*What to work on:* Retype every record that appears below, unchanged.

*Given entries:*
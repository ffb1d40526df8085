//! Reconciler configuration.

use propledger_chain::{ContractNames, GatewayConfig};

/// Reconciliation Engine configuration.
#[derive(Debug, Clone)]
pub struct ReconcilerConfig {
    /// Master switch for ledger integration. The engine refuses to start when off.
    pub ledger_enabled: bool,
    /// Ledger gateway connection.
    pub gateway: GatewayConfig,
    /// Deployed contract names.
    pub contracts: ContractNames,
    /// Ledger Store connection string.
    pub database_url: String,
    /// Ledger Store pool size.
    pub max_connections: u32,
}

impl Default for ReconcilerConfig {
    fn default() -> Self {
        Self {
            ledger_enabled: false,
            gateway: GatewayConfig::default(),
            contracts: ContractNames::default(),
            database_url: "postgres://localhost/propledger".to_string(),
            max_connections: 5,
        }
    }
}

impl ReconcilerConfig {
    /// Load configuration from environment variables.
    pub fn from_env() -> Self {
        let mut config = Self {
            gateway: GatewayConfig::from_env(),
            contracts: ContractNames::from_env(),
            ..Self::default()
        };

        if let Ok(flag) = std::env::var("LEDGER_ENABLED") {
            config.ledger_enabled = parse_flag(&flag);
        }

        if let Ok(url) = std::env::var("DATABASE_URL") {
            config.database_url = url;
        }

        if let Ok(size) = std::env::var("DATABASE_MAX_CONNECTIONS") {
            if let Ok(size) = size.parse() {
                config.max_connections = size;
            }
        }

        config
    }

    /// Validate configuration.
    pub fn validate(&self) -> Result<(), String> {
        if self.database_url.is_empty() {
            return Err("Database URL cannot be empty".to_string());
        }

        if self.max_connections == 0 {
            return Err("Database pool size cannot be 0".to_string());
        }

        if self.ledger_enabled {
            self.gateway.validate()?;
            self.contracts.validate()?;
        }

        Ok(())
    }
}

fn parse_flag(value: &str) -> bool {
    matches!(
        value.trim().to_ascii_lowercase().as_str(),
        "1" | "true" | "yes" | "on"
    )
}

*Task output:*
repository ffb1d40526df8085
//! Reconciler configuration.

use propledger_chain::{ContractNames, GatewayConfig};

/// Reconciliation Engine configuration.
#[derive(Debug, Clone)]
pub struct ReconcilerConfig {
    /// Master switch for ledger integration. The engine refuses to start when off.
    pub ledger_enabled: bool,
    /// Ledger gateway connection.
    pub gateway: GatewayConfig,
    /// Deployed contract names.
    pub contracts: ContractNames,
    /// Ledger Store connection string.
    pub database_url: String,
    /// Ledger Store pool size.
    pub max_connections: u32,
}

impl Default for ReconcilerConfig {
    fn default() -> Self {
        Self {
            ledger_enabled: false,
            gateway: GatewayConfig::default(),
            contracts: ContractNames::default(),
            database_url: "postgres://localhost/propledger".to_string(),
            max_connections: 5,
        }
    }
}

impl ReconcilerConfig {
    /// Load configuration from environment variables.
    pub fn from_env() -> Self {
        let mut config = Self {
            gateway: GatewayConfig::from_env(),
            contracts: ContractNames::from_env(),
            ..Self::default()
        };

        if let Ok(flag) = std::env::var("LEDGER_ENABLED") {
            config.ledger_enabled = parse_flag(&flag);
        }

        if let Ok(url) = std::env::var("DATABASE_URL") {
            config.database_url = url;
        }

        if let Ok(size) = std::env::var("DATABASE_MAX_CONNECTIONS") {
            if let Ok(size) = size.parse() {
                config.max_connections = size;
            }
        }

        config
    }

    /// Validate configuration.
    pub fn validate(&self) -> Result<(), String> {
        if self.database_url.is_empty() {
            return Err("Database URL cannot be empty".to_string());
        }

        if self.max_connections == 0 {
            return Err("Database pool size cannot be 0".to_string());
        }

        if self.ledger_enabled {
            self.gateway.validate()?;
            self.contracts.validate()?;
        }

        Ok(())
    }
}

fn parse_flag(value: &str) -> bool {
    matches!(
        value.trim().to_ascii_lowercase().as_str(),
        "1" | "true" | "yes" | "on"
    )
}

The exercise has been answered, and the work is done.